Axon damage and repair in multiple sclerosis

Abstract

It is well known that within long–standing multiple sclerosis (MS) lesions there is axonal loss but whether it is an early or late event has been more difficult to establish. The use of immunocytochemical methods that reveal axonal end–bulbs is a valuable approach to investigating acute axonal injury in human pathological material. The application of these techniques to multiple sclerosis tissue reveals evidence of axonal injury in acute lesions; the distribution of the end–bulbs in acute and active–chronic lesions is associated with regions of maximal density of infiltrating macrophages. Axon injury within the MS lesion will result in both Wallerian degeneration of the axon and also retrograde degeneration of the cell body. The functional consequences of the axon injury will depend upon numbers of axons injured and the topographical organization of the fibres coursing through the lesion.
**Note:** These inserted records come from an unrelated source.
//! Prompts for the intelligence providers.
//!
//! Centralising every prompt here serves two purposes:
//!
//! 1. **Single source of truth** — tightening an extraction rule or the
//!    scoring rubric is a one-place edit applied to every provider.
//!
//! 2. **Testability** — unit tests inspect prompts directly without calling
//!    a real provider, so prompt regressions are caught cheaply.
//!
//! All prompts demand JSON-only responses; the providers share one repair +
//! parse path for the (frequent) cases where a model disobeys.

use crate::book::{ProfileBook, ResolvedBook};

/// Vision prompt: read book titles off a shelf photo.
pub const EXTRACT_TITLES_PROMPT: &str = r#"Analyze this image of a bookshelf or book covers and extract all visible book titles.

For each book you can clearly identify, provide:
1. The full title (as accurately as you can read it)
2. A confidence score from 0.0 to 1.0 based on how clearly you can read the title

Rules:
- Only include actual book titles you can see in the image
- DO NOT include author names, publisher names, or other text
- If you can only partially read a title, include what you can see and lower the confidence
- If text is blurry or unclear, give it a lower confidence score (0.3-0.6)
- If text is crystal clear, give it a high confidence score (0.8-1.0)
- Ignore ISBN numbers, prices, barcodes, or other metadata
- Include short titles like "1984" but skip "Chapter 1984"
- Include both horizontal and vertical text (book spines)

Return ONLY a JSON array with this exact format (no other text):
[{"title": "Book Title Here", "confidence": 0.95}, {"title": "Another Book", "confidence": 0.80}]

If you cannot identify any book titles with reasonable confidence, return an empty array: []"#;

/// Append OCR context to the extraction prompt when the rule phase already
/// produced text. The raw OCR text helps the model disambiguate blurry
/// spines; it is truncated so a noisy scan cannot blow the token budget.
pub fn extract_titles_context(ocr_text: &str) -> String {
    if ocr_text.trim().is_empty() {
        return EXTRACT_TITLES_PROMPT.to_string();
    }
    let excerpt: String = ocr_text.chars().take(2000).collect();
    format!(
        "{EXTRACT_TITLES_PROMPT}\n\nOCR text extracted from the same image (may contain errors):\n{excerpt}"
    )
}

/// Build the match-scoring prompt for one candidate against a profile excerpt.
///
/// The excerpt is already capped by the caller
/// ([`crate::config::ScanConfig::profile_excerpt_len`]); this function only
/// formats it.
pub fn score_match_prompt(candidate: &ResolvedBook, excerpt: &[ProfileBook], total: usize) -> String {
    let library_summary = if excerpt.is_empty() {
        "The reader has an empty library (new reader).".to_string()
    } else {
        let mut lines: Vec<String> = excerpt
            .iter()
            .map(|book| {
                format!(
                    "- {} by {}",
                    book.title,
                    book.author.as_deref().unwrap_or("Unknown")
                )
            })
            .collect();
        if total > excerpt.len() {
            lines.push(format!("... and {} more books", total - excerpt.len()));
        }
        format!("Reader's library:\n{}", lines.join("\n"))
    };

    let mut detected = vec![format!("Title: {}", candidate.title)];
    if let Some(author) = &candidate.author {
        detected.push(format!("Author: {author}"));
    }
    if !candidate.categories.is_empty() {
        detected.push(format!("Categories: {}", candidate.categories.join(", ")));
    }
    if let Some(rating) = candidate.rating {
        detected.push(format!("Rating: {rating}/5"));
    }

    format!(
        r#"You are a book recommendation expert. Analyze how well a detected book matches a reader's preferences based on their library.

{library_summary}

Detected book to evaluate:
{detected}

Please provide:
1. A match score from 0.0 to 1.0 (where 1.0 is a perfect match for this reader)
2. A brief explanation (1-2 sentences) of why this book matches or doesn't match their preferences

Consider:
- Genre and category overlap
- Author familiarity
- Thematic similarities
- Reading level and complexity

Respond in this exact JSON format:
{{"score": 0.85, "explanation": "Your explanation here"}}

Important: Only respond with the JSON object, no other text."#,
        library_summary = library_summary,
        detected = detected.join("\n"),
    )
}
The molecular mechanisms by which the recruited leucocytes damage or transect the axons are not known. However, investigations in the Wld mutant mouse with very slow Wallerian degeneration demonstrate that axon degeneration is not simply a passive disintegration of the axon but has clear parallels with the active processes of programmed cell death. The presence of early axon injury and the consequences of an ever increasing load of neuronal damage has important implications not only for when therapy should be initiated in MS but also the therapeutic target.